/---

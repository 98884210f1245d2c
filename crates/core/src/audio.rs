//! Audio types and PCM utilities

use serde::{Deserialize, Serialize};
use std::time::Duration;

/// Sample rates accepted by the speech classifier
#[derive(Debug, Clone, Copy, PartialEq, Eq, Hash, Serialize, Deserialize, Default)]
pub enum SampleRate {
    /// 8kHz - Telephony
    Hz8000,
    /// 16kHz - Standard speech capture
    #[default]
    Hz16000,
    /// 24kHz - Realtime model output
    Hz24000,
    Hz32000,
    /// 48kHz - Professional audio
    Hz48000,
}

impl SampleRate {
    /// Get sample rate as u32
    pub fn as_u32(&self) -> u32 {
        match self {
            SampleRate::Hz8000 => 8000,
            SampleRate::Hz16000 => 16000,
            SampleRate::Hz24000 => 24000,
            SampleRate::Hz32000 => 32000,
            SampleRate::Hz48000 => 48000,
        }
    }

    pub fn from_hz(hz: u32) -> Option<Self> {
        match hz {
            8000 => Some(SampleRate::Hz8000),
            16000 => Some(SampleRate::Hz16000),
            24000 => Some(SampleRate::Hz24000),
            32000 => Some(SampleRate::Hz32000),
            48000 => Some(SampleRate::Hz48000),
            _ => None,
        }
    }

    /// Number of mono samples covering `ms` milliseconds
    pub fn samples_for_ms(&self, ms: u32) -> usize {
        samples_for_ms(self.as_u32(), ms)
    }
}

/// Number of mono samples covering `ms` milliseconds at `sample_rate`
pub fn samples_for_ms(sample_rate: u32, ms: u32) -> usize {
    (sample_rate as usize * ms as usize) / 1000
}

/// Decode little-endian PCM16 bytes. A trailing odd byte is ignored.
pub fn pcm16_from_le_bytes(bytes: &[u8]) -> Vec<i16> {
    bytes
        .chunks_exact(2)
        .map(|pair| i16::from_le_bytes([pair[0], pair[1]]))
        .collect()
}

/// Encode samples as little-endian PCM16 bytes
pub fn pcm16_to_le_bytes(samples: &[i16]) -> Vec<u8> {
    samples.iter().flat_map(|s| s.to_le_bytes()).collect()
}

/// Convert a normalized f32 sample to PCM16
pub fn f32_to_i16(sample: f32) -> i16 {
    (sample.clamp(-1.0, 1.0) * i16::MAX as f32) as i16
}

/// One end-pointed utterance from the microphone
#[derive(Debug, Clone, Default, PartialEq)]
pub struct CapturedAudio {
    /// Mono PCM16 samples, speech and trailing silence in capture order
    pub samples: Vec<i16>,
    pub sample_rate: u32,
    /// Frames read from the source
    pub frames: usize,
    /// Frames the classifier labelled as speech
    pub speech_frames: usize,
    /// Capture hit the maximum duration before the silence timeout
    pub truncated: bool,
}

impl CapturedAudio {
    /// True when no frame was classified as speech
    pub fn is_silent(&self) -> bool {
        self.speech_frames == 0
    }

    pub fn duration(&self) -> Duration {
        if self.sample_rate == 0 {
            return Duration::ZERO;
        }
        Duration::from_secs_f64(self.samples.len() as f64 / self.sample_rate as f64)
    }
}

\---

◆ Activity:
Print exactly the lines above from the one with "samples.iter().flat_map(|s| s.to_le_bytes()).collect()" to the one with "from the microphone", including both.

◆ Your solution:
    samples.iter().flat_map(|s| s.to_le_bytes()).collect()
}

/// Convert a normalized f32 sample to PCM16
pub fn f32_to_i16(sample: f32) -> i16 {
    (sample.clamp(-1.0, 1.0) * i16::MAX as f32) as i16
}

/// One end-pointed utterance from the microphone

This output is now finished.